LIQUIDITY AND CAPITAL RESOURCES

     At September 30 and March 31, 1996, the balance sheets of the Argentine
Cable Companies and the Argentine Joint Venture Companies were consolidated in
the Company's balance sheet and the Company held $4.9 million and $8.5 million
of cash and cash equivalents, respectively.  The $3.6 million decrease related
primarily to the acquisition of TV Nieve and the assets of Canal 4, TV SIS and
Rawson (approximately $2.5 million in the aggregate) and the $1.5 million of
property additions during the six month period.  The cash and cash equivalents
are generally not subject to or impacted by changes in conditions or trends in
any single industry.  However, they may be subject to significant changes in
overall economic conditions, and the funds held in accounts outside of the
United States (approximately $1.19 million at September 30, 1996) may be subject
to diminution in value caused by foreign currency devaluation or governmental
action.

     At September 30, and March 31, 1996 working capital balances totaled
approximately $1.9 million and $6.1 million, respectively.  The ratio of current
assets to current liabilities was approximately 1.3 times and 2.0 times,
respectively.  The ratio of long-term debt to total assets was approximately
2.5% and 1.0%, at September 30, and March 31, 1996, respectively.  The decrease
in working capital balances was primarily a result of the decrease in cash and
cash equivalents resulting from the acquisition of  TV Nieve and the payment of
dividends on the Series 1995 and Series 1990 preferred stock.

     In the first six months  of fiscal 1997, the Company used $1.6 million of
cash and cash equivalents.  During this period approximately $567,000 was
provided by operating activities, $2.3 million was used in investing activities
and approximately $73,000 was provided by financing activities.

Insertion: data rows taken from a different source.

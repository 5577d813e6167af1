use axum::{extract::State, http::StatusCode, Extension};
use serde::{Deserialize, Deserializer};
use time::{Date, Time};

use crate::{
    api,
    auth::Identity,
    db::{format, work_time, Employee, Store, WorkTime},
    wtt::{self, Changes, Filter},
};

use super::{
    employee::Directory, Error, FieldErrors, Json, Query, SharedAppState,
};

/// Depth of the caller's own history.
const MY_DAYS: i64 = 30;

fn view(
    directory: &Directory,
    record: WorkTime,
    employee: Employee,
) -> api::WorkTime {
    api::WorkTime {
        id: record.id,
        employee: directory.view(employee),
        date: record.date,
        start_time: record.start_time,
        end_time: record.end_time,
    }
}

async fn view_one(
    store: &dyn Store,
    record: WorkTime,
) -> Result<api::WorkTime, Error> {
    let employee = store
        .get_employee_by_id(record.employee)
        .await?
        .ok_or_else(Error::not_found)?;
    let directory = Directory::load(store).await?;
    Ok(view(&directory, record, employee))
}

#[derive(Deserialize)]
#[serde(rename_all = "camelCase")]
pub struct ClockInput {
    personnel_number: String,
}

pub async fn start(
    State(state): State<SharedAppState>,
    Json(ClockInput { personnel_number }): Json<ClockInput>,
) -> Result<(StatusCode, Json<api::WorkTime>), Error> {
    let (today, now) = state.clock.today();
    let record =
        wtt::start_work(&*state.store, &personnel_number, today, now).await?;
    Ok((
        StatusCode::CREATED,
        Json(view_one(&*state.store, record).await?),
    ))
}

pub async fn stop(
    State(state): State<SharedAppState>,
    Json(ClockInput { personnel_number }): Json<ClockInput>,
) -> Result<Json<api::WorkTime>, Error> {
    let (today, now) = state.clock.today();
    let record =
        wtt::end_work(&*state.store, &personnel_number, today, now).await?;
    Ok(Json(view_one(&*state.store, record).await?))
}

#[derive(Deserialize)]
#[serde(rename_all = "camelCase")]
pub struct UpdateInput {
    id: Option<work_time::Id>,
    personnel_number: Option<String>,
    #[serde(default, with = "format::date::option")]
    date: Option<Date>,
    #[serde(default, with = "format::clock::option")]
    start_time: Option<Time>,
    #[serde(default, deserialize_with = "nullable_clock")]
    end_time: Option<Option<Time>>,
}

fn nullable_clock<'de, D>(
    deserializer: D,
) -> Result<Option<Option<Time>>, D::Error>
where
    D: Deserializer<'de>,
{
    format::clock::option::deserialize(deserializer).map(Some)
}

/// Corrects the times of a record found by `id`, or by `personnelNumber`
/// and `date` when no `id` is given. The owning employee never changes.
pub async fn update(
    State(state): State<SharedAppState>,
    Json(input): Json<UpdateInput>,
) -> Result<Json<api::WorkTime>, Error> {
    let store = &*state.store;

    let id = match (input.id, input.personnel_number.as_deref(), input.date) {
        (Some(id), _, _) => id,
        (None, Some(personnel_number), Some(date)) => {
            wtt::find(store, personnel_number, date).await?.id
        }
        _ => {
            return Err(FieldErrors::single(
                "id",
                "Укажите id записи либо personnelNumber и date",
            )
            .into())
        }
    };

    let changes = Changes {
        date: input.date,
        start_time: input.start_time,
        end_time: input.end_time,
    };
    let record = wtt::update(store, id, changes).await?;
    Ok(Json(view_one(store, record).await?))
}

#[derive(Deserialize)]
#[serde(rename_all = "camelCase")]
pub struct DeleteInput {
    personnel_number: String,
    #[serde(with = "format::date")]
    date: Date,
}

pub async fn delete(
    State(state): State<SharedAppState>,
    Json(DeleteInput {
        personnel_number,
        date,
    }): Json<DeleteInput>,
) -> Result<StatusCode, Error> {
    wtt::delete(&*state.store, &personnel_number, date).await?;
    Ok(StatusCode::NO_CONTENT)
}

#[derive(Deserialize)]
#[serde(rename_all = "camelCase")]
pub struct ListQuery {
    personnel_number: Option<String>,
    full_name: Option<String>,
}

pub async fn list(
    State(state): State<SharedAppState>,
    Query(query): Query<ListQuery>,
) -> Result<Json<Vec<api::WorkTime>>, Error> {
    let store = &*state.store;
    let filter = Filter {
        personnel_number: query.personnel_number.filter(|s| !s.is_empty()),
        full_name: query.full_name.filter(|s| !s.is_empty()),
    };

    let (records, directory) =
        tokio::try_join!(wtt::list(store, &filter), async {
            Directory::load(store).await.map_err(wtt::Error::from)
        })?;
    Ok(Json(
        records
            .into_iter()
            .map(|(record, employee)| view(&directory, record, employee))
            .collect(),
    ))
}

/// Recent records of the employee linked to the caller.
pub async fn my(
    State(state): State<SharedAppState>,
    Extension(identity): Extension<Identity>,
) -> Result<Json<Vec<api::WorkTime>>, Error> {
    let store = &*state.store;
    let employee = store
        .get_employee_by_user(identity.user.id)
        .await?
        .ok_or_else(|| {
            Error::Rejected("User is not linked to any employee".to_owned())
        })?;

    let (today, _) = state.clock.today();
    let records = wtt::recent(store, &employee, today, MY_DAYS).await?;
    let directory = Directory::load(store).await?;
    Ok(Json(
        records
            .into_iter()
            .map(|record| view(&directory, record, employee.clone()))
            .collect(),
    ))
}
use axum::{extract::State, http::StatusCode};
use itertools::Itertools as _;
use serde::Deserialize;
use tracing::info;

use crate::{
    api,
    db::{self, role, Role, Store},
};

use super::{nullable, Error, FieldErrors, Json, Path, SharedAppState};

const NAME_LEN: usize = 100;

fn view(role: Role) -> api::Role {
    api::Role {
        id: role.id,
        name: role.name,
        description: role.description,
    }
}

fn view_right(right: db::Right) -> api::role::Right {
    api::role::Right {
        id: right.id,
        action: right.action,
    }
}

pub async fn list(
    State(state): State<SharedAppState>,
) -> Result<Json<Vec<api::Role>>, Error> {
    let roles = state.store.list_roles().await?;
    Ok(Json(roles.into_iter().map(view).collect()))
}

#[derive(Deserialize)]
pub struct CreateInput {
    name: String,
    #[serde(default)]
    description: Option<String>,
}

pub async fn create(
    State(state): State<SharedAppState>,
    Json(CreateInput { name, description }): Json<CreateInput>,
) -> Result<(StatusCode, Json<api::Role>), Error> {
    check_name(&*state.store, &name, None).await?;

    let role = Role {
        id: role::Id::new(),
        name,
        description,
    };
    state.store.write_role(&role).await?;
    info!(name = %role.name, "role created");

    Ok((StatusCode::CREATED, Json(view(role))))
}

#[derive(Deserialize)]
pub struct UpdateInput {
    name: Option<String>,
    #[serde(default, deserialize_with = "nullable")]
    description: Option<Option<String>>,
}

pub async fn update(
    State(state): State<SharedAppState>,
    Path(id): Path<role::Id>,
    Json(UpdateInput { name, description }): Json<UpdateInput>,
) -> Result<Json<api::Role>, Error> {
    let mut role = state
        .store
        .get_role_by_id(id)
        .await?
        .ok_or_else(Error::not_found)?;

    if let Some(name) = name {
        check_name(&*state.store, &name, Some(id)).await?;
        role.name = name;
    }
    if let Some(description) = description {
        role.description = description;
    }
    state.store.write_role(&role).await?;

    Ok(Json(view(role)))
}

pub async fn delete(
    State(state): State<SharedAppState>,
    Path(id): Path<role::Id>,
) -> Result<StatusCode, Error> {
    if !state.store.delete_role(id).await? {
        return Err(Error::not_found());
    }
    info!(%id, "role deleted");
    Ok(StatusCode::NO_CONTENT)
}

/// Whole catalogue of rights a role may be granted.
pub async fn list_rights(
    State(state): State<SharedAppState>,
) -> Result<Json<Vec<api::role::Right>>, Error> {
    let rights = state.store.list_rights().await?;
    Ok(Json(rights.into_iter().map(view_right).collect()))
}

pub async fn list_granted(
    State(state): State<SharedAppState>,
    Path(id): Path<role::Id>,
) -> Result<Json<Vec<api::role::Right>>, Error> {
    state
        .store
        .get_role_by_id(id)
        .await?
        .ok_or_else(Error::not_found)?;
    let rights = state.store.list_role_rights(id).await?;
    Ok(Json(rights.into_iter().map(view_right).collect()))
}

#[derive(Deserialize)]
pub struct GrantInput {
    /// Actions the role should hold from now on.
    rights: Vec<String>,
}

pub async fn replace_granted(
    State(state): State<SharedAppState>,
    Path(id): Path<role::Id>,
    Json(GrantInput { rights }): Json<GrantInput>,
) -> Result<Json<Vec<api::role::Right>>, Error> {
    let store = &*state.store;
    let role = store
        .get_role_by_id(id)
        .await?
        .ok_or_else(Error::not_found)?;

    let known = store.list_rights().await?;
    let mut errors = FieldErrors::new();
    let mut granted = Vec::with_capacity(rights.len());
    for action in rights.iter().unique() {
        match known.iter().find(|r| &r.action == action) {
            Some(right) => granted.push(right.id),
            None => {
                errors.add("rights", format!("Неизвестное право: {action}"))
            }
        }
    }
    errors.check()?;

    store.set_role_rights(role.id, &granted).await?;
    info!(role = %role.name, ?rights, "role rights replaced");

    let rights = store.list_role_rights(role.id).await?;
    Ok(Json(rights.into_iter().map(view_right).collect()))
}

async fn check_name(
    store: &dyn Store,
    name: &str,
    this: Option<role::Id>,
) -> Result<(), Error> {
    let mut errors = FieldErrors::new();
    errors.check_len("name", name, NAME_LEN);
    if name.trim().is_empty() {
        errors.add("name", "Обязательное поле.");
    } else if store
        .get_role_by_name(name)
        .await?
        .is_some_and(|other| Some(other.id) != this)
    {
        errors.add("name", "Роль с таким названием уже существует.");
    }
    errors.check()
}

     The operating activities of the Company consist primarily of the operations
of the Latin American Operations which are involved in the ownership, operation
and management of cable television and communication properties in Argentina.
Management believes that the Company has substantially all of the resources
necessary to effectively implement the business plans of the existing Latin
American Operations in the present economic, political and regulatory
environments.

     On April 1, 1996, the Company agreed to transfer to Televisora Austral, S.
A., an option (the "TV Nieve Option") to purchase for approximately $174,000 a
minority interest in the equity of TV Nieve, S. A. ("TV Nieve") which provides
MMDS television service in the city of Ushuaia, Argentina.  On the same day,
Televisora purchased the remaining majority interest in the equity of  TV Nieve
for approximately $1.15 million less the outstanding balance of the TV Nieve
liabilities pursuant to an agreement (the "Purchase Agreement").  Concurrent
with the execution of the Purchase Agreement, Televisora made a downpayment to
the sellers in the amount of $450,000 which was advanced to Televisora by the
Company on February 27, 1996.  Accordingly, Televisora now owns or effectively
controls all of the outstanding equity of TV Nieve and the Company holds a 96
percent Joint Venture interest in Televisora.

                                       15
<PAGE>
 
     The aggregate purchase price for TV Nieve was approximately $1.3 million
including the price paid for the TV Nieve Option and downpayment made concurrent
with the execution of the Purchase Agreement, which was applied against the
purchase price.  The Company advanced to Televisora the additional funds
necessary to consummate the acquisition of TV Nieve contemplated in the Purchase
Agreement.  In addition to the purchase price, Televisora incurred approximately
$50,000 of closing costs relating primarily to the payment of legal and
accounting fees.

     Transcable acquired substantially all of the assets of Canal 4 Rawson Video
Cable ("Canal 4") for approximately $500,000 on May 31, 1996.  Canal 4 provides
cable television service to the city of Rawson in the Chubut Province in
Argentina.  The Company currently provides cable television services to the tri-
city area of Trelew, Rawson and Puerto Madryn.  In addition to the purchase
price, the Company anticipates that Transcable  incurred approximately $15,000
of closing costs in connection with this transaction.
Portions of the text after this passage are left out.